**GOAL OF THE EXERCISE:** In the material below, how many lines contain the string "IntoResponse"? Reply with the number only.

**SUPPLIED DATA:**

//! HTTP error mapping.

use attention_core::domain::SessionRefError;
use attention_core::ports::ForwardError;
use axum::http::StatusCode;
use axum::response::{IntoResponse, Response};
use axum::Json;
use serde_json::json;
use thiserror::Error;
use tracing::warn;

/// Request failures, rendered as `{ok: false, detail}`.
#[derive(Debug, Error)]
pub enum ApiError {
    /// Malformed form, undecodable image.
    #[error("{0}")]
    BadRequest(String),
    /// Neither or both session ids.
    #[error(transparent)]
    Session(#[from] SessionRefError),
    /// Landmark detector could not run.
    #[error("landmark detector unavailable: {0}")]
    Detector(String),
    /// Backend did not take the event.
    #[error("event not forwarded: {0}")]
    Forward(#[from] ForwardError),
    /// Worker task died.
    #[error("internal error: {0}")]
    Internal(String),
}

impl ApiError {
    /// HTTP status for this error.
    #[must_use]
    pub const fn status(&self) -> StatusCode {
        match self {
            Self::BadRequest(_) | Self::Session(_) => StatusCode::BAD_REQUEST,
            Self::Detector(_) => StatusCode::SERVICE_UNAVAILABLE,
            Self::Forward(ForwardError::Timeout { .. }) => StatusCode::GATEWAY_TIMEOUT,
            Self::Forward(_) => StatusCode::BAD_GATEWAY,
            Self::Internal(_) => StatusCode::INTERNAL_SERVER_ERROR,
        }
    }
}

impl IntoResponse for ApiError {
    fn into_response(self) -> Response {
        let status = self.status();
        let detail = self.to_string();
        if status.is_server_error() {
            warn!(status = status.as_u16(), "{detail}");
        }
        (status, Json(json!({ "ok": false, "detail": detail }))).into_response()
    }
}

**OUTPUT:** 2